One of the most immediate dangers facing the Chinese economy right now is money leaving the country — what’s called capital flight.
It has hit record highs over the last year, and even long term China-bulls realise that’s a big problem.
They understand that China needs cash to deal with huge systemic problems, like an ailing real-estate market and massive zombie state-owned enterprises weighed down by debt.
So this outflow has to be stopped as soon as possible. The Institute of International Finance estimates that $676 billion left the country in 2015.
The government has continued to introduce strict measures to stop outflows, and has continued to defend the yuan to make it less likely that people will exchange it for other currencies, but those measures won’t work completely. Companies know how to get around them if they want to.
So the question has become, “can you create a product that keeps money onshore,” said Brett McGonegal CEO of Hong Kong investment bank, Reorient Group.
In other words, can you create something that yield-hungry investors will want to park their money in? We are, after all, living in a world where central banks are considered daring if they raise rates by 0.25%.
“If you take local government debt and make it trade with an interest rate of 3% to 4%, they won’t leave,” McGonegal said.
And, he points out, the Chinese people have the savings to get in the mix here too. Creating this market definitely isn’t a cure-all, but it could help the government keep things together while they fix systemic problems.
How bond markets are born
China’s local government financing vehicles (LGFVs) have been key drivers of the economy for years, mostly spending their resources building infrastructure projects. Now, their debt has come to equal almost 40% of China’s GDP, according to Moody’s.
In a country fighting debt and overcapacity, the LGFV debt has become a significant part of the problem. What’s more, that debt is being traded around in China’s opaque shadow banking sector.
That is why the government has been swapping local government debt for lower interest bonds — creating the transparent market McGonagal is talking about. In 2015 the country converted $486 billion worth of that debt into low interest bonds.
This, ladies and gentlemen, is how a sleepy, low interest municipal bond market is (ideally) made.
The best laid plans
Now you may be saying to yourself — this plan sounds familiar. It sounds like the Chinese stock market.
You’re right. This plan does sounds like the stock market. Create a market for investors and draw out the savings of Chinese citizens, maybe attract some foreigners, and keep money flowing through the system.

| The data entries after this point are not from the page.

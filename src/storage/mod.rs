//! # Storage Layer
//!
//! The foundation of LoamDB: a growable byte region (heap or memory-mapped
//! file), a positionable cursor type over one chunk's bytes, and the chunk
//! store that carves power-of-two regions out of the backing medium.
//!
//! ## Chunks and File Pointers
//!
//! Every allocation is a *chunk*: a contiguous region whose total size
//! (header + payload) is a power of two. A chunk is identified by its *file
//! pointer* (FP) — the region offset of its header — which never changes for
//! the lifetime of the store. Higher layers persist FPs inside other chunks,
//! so stability is the load-bearing property here.
//!
//! ## Region Layout
//!
//! ```text
//! Offset   Size     Description
//! ------   ------   --------------------------------------------
//! 0        8        Store magic
//! 8        8        End offset (next fresh allocation position)
//! 16       64 × 8   Free-list head FP per chunk power (0 = empty)
//! 528      ...      Chunks, densely packed
//! ```
//!
//! ## Chunk Layout
//!
//! ```text
//! Offset   Size   Description
//! ------   ----   --------------------------------------------
//! 0        8      Chunk magic (one value for live, one for free)
//! 8        4      Power (total chunk size = 2^power)
//! 12       4      Reserved
//! 16       8      Next-free FP (free-list link, meaningful when free)
//! 24       ...    Payload (2^power - 24 bytes)
//! ```
//!
//! All integers are little-endian. Freed chunks are threaded onto a
//! per-power intrusive free list through their `next_free` field and are
//! reused before the region is extended.
//!
//! ## Concurrency
//!
//! `ByteRegion` allows any number of concurrent readers and writers to
//! *disjoint* byte ranges; region growth takes the exclusive path and blocks
//! all I/O while the buffer is remapped. Writers to overlapping ranges must
//! be serialized externally (see [`crate::tx::StripedLocks`]) — the region
//! itself provides no transactional isolation.

mod filer;
mod region;
mod store;

pub use filer::Filer;
pub use region::ByteRegion;
pub use store::{ChunkStore, CHUNK_HEADER_SIZE, STORE_HEADER_SIZE};

/// Smallest power used for chunk sizing; 2^5 = 32 bytes holds the chunk
/// header plus a minimal payload.
pub const MIN_CHUNK_POWER: u8 = 5;

/// Size-class bucketing: the smallest `p` with `length <= 2^p`, floored at
/// `min_power`. Used both to size chunks and to partition keys by length.
pub fn chunk_power(length: u64, min_power: u8) -> u8 {
    if length <= 1 {
        return min_power;
    }
    let power = 64 - (length - 1).leading_zeros() as u8;
    power.max(min_power)
}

The Chinese government has been trying different ways to do that through monetary easing measures for over a year now. Dealing with issues like debt and overcapacity suck money out of the system. This is a counter to that.
All that said, creating the stock market didn’t exactly pan out like the government thought it would given its two major crashes last summer and major volatility into 2016. It’s become something that investors point to as an example of how the best laid plans don’t always work out, and according to research firm Autonomous, they’re losing faith in the Chinese government’s management skills.

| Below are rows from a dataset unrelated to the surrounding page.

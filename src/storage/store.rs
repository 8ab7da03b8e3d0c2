//! # Chunk Store
//!
//! Carves power-of-two chunks out of one [`ByteRegion`] and hands out stable
//! file pointers. Allocation prefers the per-power free list; only when a
//! size class is empty does the store append at the end offset, doubling the
//! region when it runs out of room.
//!
//! The store never locks reads: a [`Filer`] is a plain cursor and callers
//! bring their own locking convention (striped locks keyed by whatever the
//! chunk logically belongs to). Allocation, recycling and removal are
//! serialized by one internal mutex — those paths are rare compared to slot
//! reads and writes.
//!
//! ## Validation
//!
//! Every chunk header carries a magic tag: one value while live, another
//! once freed. `filer()` refuses both freed chunks and offsets that were
//! never written, so a stale FP read from an uninitialized index slot fails
//! loudly instead of returning garbage bytes. A store-header magic mismatch
//! on `open` aborts immediately — that region was not written by this
//! engine, or was corrupted, and nothing downstream can be trusted.

use std::sync::Arc;

use eyre::{bail, ensure, eyre, Result};
use tracing::{debug, trace};
use zerocopy::{FromBytes, Immutable, IntoBytes, KnownLayout};

use super::{chunk_power, ByteRegion, Filer, MIN_CHUNK_POWER};

pub const STORE_HEADER_SIZE: u64 = 8 + 8 + 64 * 8;
pub const CHUNK_HEADER_SIZE: u64 = 24;

const STORE_MAGIC: u64 = u64::from_le_bytes(*b"loamstor");
const LIVE_MAGIC: u64 = u64::from_le_bytes(*b"loamchnk");
const FREE_MAGIC: u64 = u64::from_le_bytes(*b"loamfree");

#[repr(C)]
#[derive(Debug, Clone, Copy, FromBytes, IntoBytes, Immutable, KnownLayout)]
struct ChunkHeader {
    magic: u64,
    power: u32,
    reserved: u32,
    next_free: u64,
}

struct AllocState {
    end: u64,
    free_heads: [u64; 64],
}

pub struct ChunkStore {
    region: Arc<ByteRegion>,
    alloc: parking_lot::Mutex<AllocState>,
}

impl std::fmt::Debug for ChunkStore {
    fn fmt(&self, f: &mut std::fmt::Formatter<'_>) -> std::fmt::Result {
        f.debug_struct("ChunkStore").finish_non_exhaustive()
    }
}

impl ChunkStore {
    /// Initialize a fresh store header in `region` and take ownership of it.
    pub fn create(region: ByteRegion) -> Result<Self> {
        region.grow(STORE_HEADER_SIZE.next_power_of_two())?;
        region.write_at(0, &STORE_MAGIC.to_le_bytes())?;
        region.write_at(8, &STORE_HEADER_SIZE.to_le_bytes())?;
        region.write_at(16, &[0u8; 64 * 8])?;

        Ok(Self {
            region: Arc::new(region),
            alloc: parking_lot::Mutex::new(AllocState {
                end: STORE_HEADER_SIZE,
                free_heads: [0; 64],
            }),
        })
    }

    /// Open a store previously written by [`ChunkStore::create`].
    pub fn open(region: ByteRegion) -> Result<Self> {
        ensure!(
            region.len() >= STORE_HEADER_SIZE,
            "region of {} bytes is too small to hold a store header",
            region.len()
        );

        let mut buf = [0u8; 8];
        region.read_at(0, &mut buf)?;
        let magic = u64::from_le_bytes(buf);
        ensure!(
            magic == STORE_MAGIC,
            "store magic mismatch: expected {:#018x}, found {:#018x}",
            STORE_MAGIC,
            magic
        );

        region.read_at(8, &mut buf)?;
        let end = u64::from_le_bytes(buf);
        ensure!(
            end >= STORE_HEADER_SIZE && end <= region.len(),
            "store end offset {} outside region of {} bytes",
            end,
            region.len()
        );

        let mut free_heads = [0u64; 64];
        for (power, head) in free_heads.iter_mut().enumerate() {
            region.read_at(16 + power as u64 * 8, &mut buf)?;
            *head = u64::from_le_bytes(buf);
        }

        Ok(Self {
            region: Arc::new(region),
            alloc: parking_lot::Mutex::new(AllocState { end, free_heads }),
        })
    }

    /// Allocate a chunk whose payload holds at least `capacity` bytes. The
    /// total size (header + payload) is rounded up to the next power of two.
    /// Payload bytes are not cleared; callers initialize their own layout.
    pub fn new_chunk(&self, capacity: u64) -> Result<u64> {
        let power = chunk_power(CHUNK_HEADER_SIZE + capacity, MIN_CHUNK_POWER);
        ensure!(power < 64, "chunk capacity {} is unrepresentable", capacity);
        let size = 1u64 << power;

        let mut alloc = self.alloc.lock();

        let fp = if alloc.free_heads[power as usize] != 0 {
            let fp = alloc.free_heads[power as usize];
            let header = self.read_header(fp)?;
            ensure!(
                header.magic == FREE_MAGIC && header.power == power as u32,
                "free list for power {} points at fp {} with bad header",
                power,
                fp
            );
            alloc.free_heads[power as usize] = header.next_free;
            self.persist_free_head(power, header.next_free)?;
            trace!(fp, power, "reusing recycled chunk");
            fp
        } else {
            let fp = alloc.end;
            if fp + size > self.region.len() {
                let new_len = (fp + size).next_power_of_two();
                debug!(new_len, "growing backing region");
                self.region.grow(new_len)?;
            }
            alloc.end = fp + size;
            self.region.write_at(8, &alloc.end.to_le_bytes())?;
            fp
        };

        self.write_header(
            fp,
            ChunkHeader {
                magic: LIVE_MAGIC,
                power: power as u32,
                reserved: 0,
                next_free: 0,
            },
        )?;
        Ok(fp)
    }

    /// A cursor over the chunk's payload. Fails for FPs this store never
    /// allocated and for chunks that have been recycled or removed.
    pub fn filer(&self, fp: u64) -> Result<Filer> {
        let header = self.live_header(fp)?;
        let payload = (1u64 << header.power) - CHUNK_HEADER_SIZE;
        Ok(Filer::new(
            Arc::clone(&self.region),
            fp,
            fp + CHUNK_HEADER_SIZE,
            payload,
        ))
    }

    /// Whether `fp` names a live chunk of this store. Guards reads of index
    /// slots that may never have been initialized.
    pub fn is_valid(&self, fp: u64) -> bool {
        self.live_header(fp).is_ok()
    }

    /// Return the chunk's space to the free list for its size class.
    pub fn recycle(&self, fp: u64) -> Result<()> {
        self.release(fp, false)
    }

    /// Permanently invalidate the chunk. Like [`ChunkStore::recycle`], but
    /// also clears the head of the payload so a stale FP can never pass a
    /// higher layer's magic check after the space is reused.
    pub fn remove(&self, fp: u64) -> Result<()> {
        self.release(fp, true)
    }

    /// Visit every live FP, in address order. The visitor returns `Ok(false)`
    /// to stop early; the scan itself never mutates the store, so it can be
    /// restarted at will.
    pub fn all_chunks(&self, mut visitor: impl FnMut(u64) -> Result<bool>) -> Result<bool> {
        let end = self.alloc.lock().end;
        self.region.prefetch(STORE_HEADER_SIZE, end - STORE_HEADER_SIZE);
        let mut offset = STORE_HEADER_SIZE;
        while offset < end {
            let header = self.read_header(offset)?;
            ensure!(
                header.power >= MIN_CHUNK_POWER as u32 && header.power < 64,
                "chunk scan found impossible power {} at fp {}",
                header.power,
                offset
            );
            match header.magic {
                LIVE_MAGIC => {
                    if !visitor(offset)? {
                        return Ok(false);
                    }
                }
                FREE_MAGIC => {}
                other => bail!(
                    "chunk scan found bad magic {:#018x} at fp {}",
                    other,
                    offset
                ),
            }
            offset += 1u64 << header.power;
        }
        Ok(true)
    }

    pub fn sync(&self) -> Result<()> {
        self.region.sync()
    }

    fn release(&self, fp: u64, clear: bool) -> Result<()> {
        let mut alloc = self.alloc.lock();
        let header = self.live_header(fp)?;
        let power = header.power as usize;

        if clear {
            self.region.write_at(fp + CHUNK_HEADER_SIZE, &[0u8; 8])?;
        }
        self.write_header(
            fp,
            ChunkHeader {
                magic: FREE_MAGIC,
                power: header.power,
                reserved: 0,
                next_free: alloc.free_heads[power],
            },
        )?;
        alloc.free_heads[power] = fp;
        self.persist_free_head(header.power as u8, fp)?;
        trace!(fp, power, "released chunk");
        Ok(())
    }

    fn live_header(&self, fp: u64) -> Result<ChunkHeader> {
        ensure!(
            fp >= STORE_HEADER_SIZE && fp + CHUNK_HEADER_SIZE <= self.region.len(),
            "no chunk allocated at fp {}",
            fp
        );
        let header = self.read_header(fp)?;
        match header.magic {
            LIVE_MAGIC => Ok(header),
            FREE_MAGIC => bail!("chunk at fp {} has been recycled", fp),
            _ => bail!("no chunk allocated at fp {}", fp),
        }
    }

    fn read_header(&self, fp: u64) -> Result<ChunkHeader> {
        let mut buf = [0u8; CHUNK_HEADER_SIZE as usize];
        self.region.read_at(fp, &mut buf)?;
        ChunkHeader::read_from_bytes(&buf)
            .map_err(|e| eyre!("failed to decode chunk header at fp {}: {:?}", fp, e))
    }

    fn write_header(&self, fp: u64, header: ChunkHeader) -> Result<()> {
        self.region.write_at(fp, header.as_bytes())
    }

    fn persist_free_head(&self, power: u8, fp: u64) -> Result<()> {
        self.region.write_at(16 + power as u64 * 8, &fp.to_le_bytes())
    }
}

#[cfg(test)]
mod tests {
    use super::*;
    use tempfile::tempdir;

    fn heap_store() -> ChunkStore {
        ChunkStore::create(ByteRegion::heap(0)).unwrap()
    }

    #[test]
    fn new_chunk_rounds_capacity_to_power_of_two() {
        let store = heap_store();

        let fp = store.new_chunk(100).unwrap();
        let filer = store.filer(fp).unwrap();

        // 24 header + 100 payload rounds to 128 total.
        assert_eq!(filer.length(), 128 - CHUNK_HEADER_SIZE);
    }

    #[test]
    fn fps_are_unique_and_stable() {
        let store = heap_store();

        let a = store.new_chunk(10).unwrap();
        let b = store.new_chunk(10).unwrap();
        let c = store.new_chunk(2000).unwrap();

        assert_ne!(a, b);
        assert_ne!(b, c);
        assert_eq!(store.filer(a).unwrap().fp(), a);
    }

    #[test]
    fn chunk_bytes_round_trip() {
        let store = heap_store();
        let fp = store.new_chunk(64).unwrap();

        let mut filer = store.filer(fp).unwrap();
        filer.write_all(b"payload bytes").unwrap();

        let mut read = store.filer(fp).unwrap();
        let mut buf = [0u8; 13];
        read.read_exact(&mut buf).unwrap();
        assert_eq!(&buf, b"payload bytes");
    }

    #[test]
    fn filer_for_unallocated_fp_is_an_error() {
        let store = heap_store();
        store.new_chunk(10).unwrap();

        assert!(store.filer(0).is_err());
        assert!(store.filer(STORE_HEADER_SIZE + 7).is_err());
        assert!(store.filer(1 << 40).is_err());
    }

    #[test]
    fn is_valid_distinguishes_live_from_everything_else() {
        let store = heap_store();
        let fp = store.new_chunk(10).unwrap();

        assert!(store.is_valid(fp));
        assert!(!store.is_valid(0));
        assert!(!store.is_valid(fp + 1));

        store.remove(fp).unwrap();
        assert!(!store.is_valid(fp));
    }

    #[test]
    fn recycle_reuses_the_same_size_class() {
        let store = heap_store();

        let fp = store.new_chunk(100).unwrap();
        store.recycle(fp).unwrap();

        let reused = store.new_chunk(100).unwrap();
        assert_eq!(reused, fp);

        // A different size class must not see the freed chunk.
        let other = store.new_chunk(5000).unwrap();
        assert_ne!(other, fp);
    }

    #[test]
    fn remove_clears_payload_head() {
        let store = heap_store();
        let fp = store.new_chunk(64).unwrap();
        let mut filer = store.filer(fp).unwrap();
        filer.write_u64(u64::from_le_bytes(*b"oldmagic")).unwrap();

        store.remove(fp).unwrap();
        let reused = store.new_chunk(64).unwrap();
        assert_eq!(reused, fp);

        let filer = store.filer(reused).unwrap();
        assert_eq!(filer.read_u64_at(0).unwrap(), 0);
    }

    #[test]
    fn all_chunks_visits_only_live_chunks() {
        let store = heap_store();
        let a = store.new_chunk(10).unwrap();
        let b = store.new_chunk(10).unwrap();
        let c = store.new_chunk(10).unwrap();
        store.recycle(b).unwrap();

        let mut seen = Vec::new();
        store
            .all_chunks(|fp| {
                seen.push(fp);
                Ok(true)
            })
            .unwrap();

        assert_eq!(seen, vec![a, c]);
    }

    #[test]
    fn all_chunks_honors_early_termination() {
        let store = heap_store();
        store.new_chunk(10).unwrap();
        store.new_chunk(10).unwrap();

        let mut seen = 0;
        let completed = store
            .all_chunks(|_| {
                seen += 1;
                Ok(false)
            })
            .unwrap();

        assert!(!completed);
        assert_eq!(seen, 1);
    }

    #[test]
    fn store_persists_across_reopen() {
        let dir = tempdir().unwrap();
        let path = dir.path().join("chunks.loam");

        let fp = {
            let store = ChunkStore::create(ByteRegion::create(&path, 64).unwrap()).unwrap();
            let fp = store.new_chunk(64).unwrap();
            let mut filer = store.filer(fp).unwrap();
            filer.write_all(b"durable").unwrap();
            store.sync().unwrap();
            fp
        };

        let store = ChunkStore::open(ByteRegion::open(&path).unwrap()).unwrap();
        let filer = store.filer(fp).unwrap();
        let mut buf = [0u8; 7];
        filer.read_at(0, &mut buf).unwrap();
        assert_eq!(&buf, b"durable");

        // Free lists survive reopen too.
        store.recycle(fp).unwrap();
        drop(store);
        let store = ChunkStore::open(ByteRegion::open(&path).unwrap()).unwrap();
        assert_eq!(store.new_chunk(64).unwrap(), fp);
    }

    #[test]
    fn open_rejects_foreign_bytes() {
        let region = ByteRegion::heap(4096);
        region.write_at(0, b"notastor").unwrap();

        let err = ChunkStore::open(region).unwrap_err();
        assert!(err.to_string().contains("store magic mismatch"));
    }
}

In fact, Credit Suisse said this summer that the stock market bubble and pop was actually part of a triple bubble caused by the government driving investors there, as well as into credit and property markets.
So a venture into China’s new municipal bond market may not be for the faint of heart.
“Do I think it’s going to go off without a hitch? Absolutely not,” McGonegal said.
But — if you’re looking for 3%-4% returns in a low yield world, you may be willing to stop playing it safe. That’s what China and its bulls is hoping for.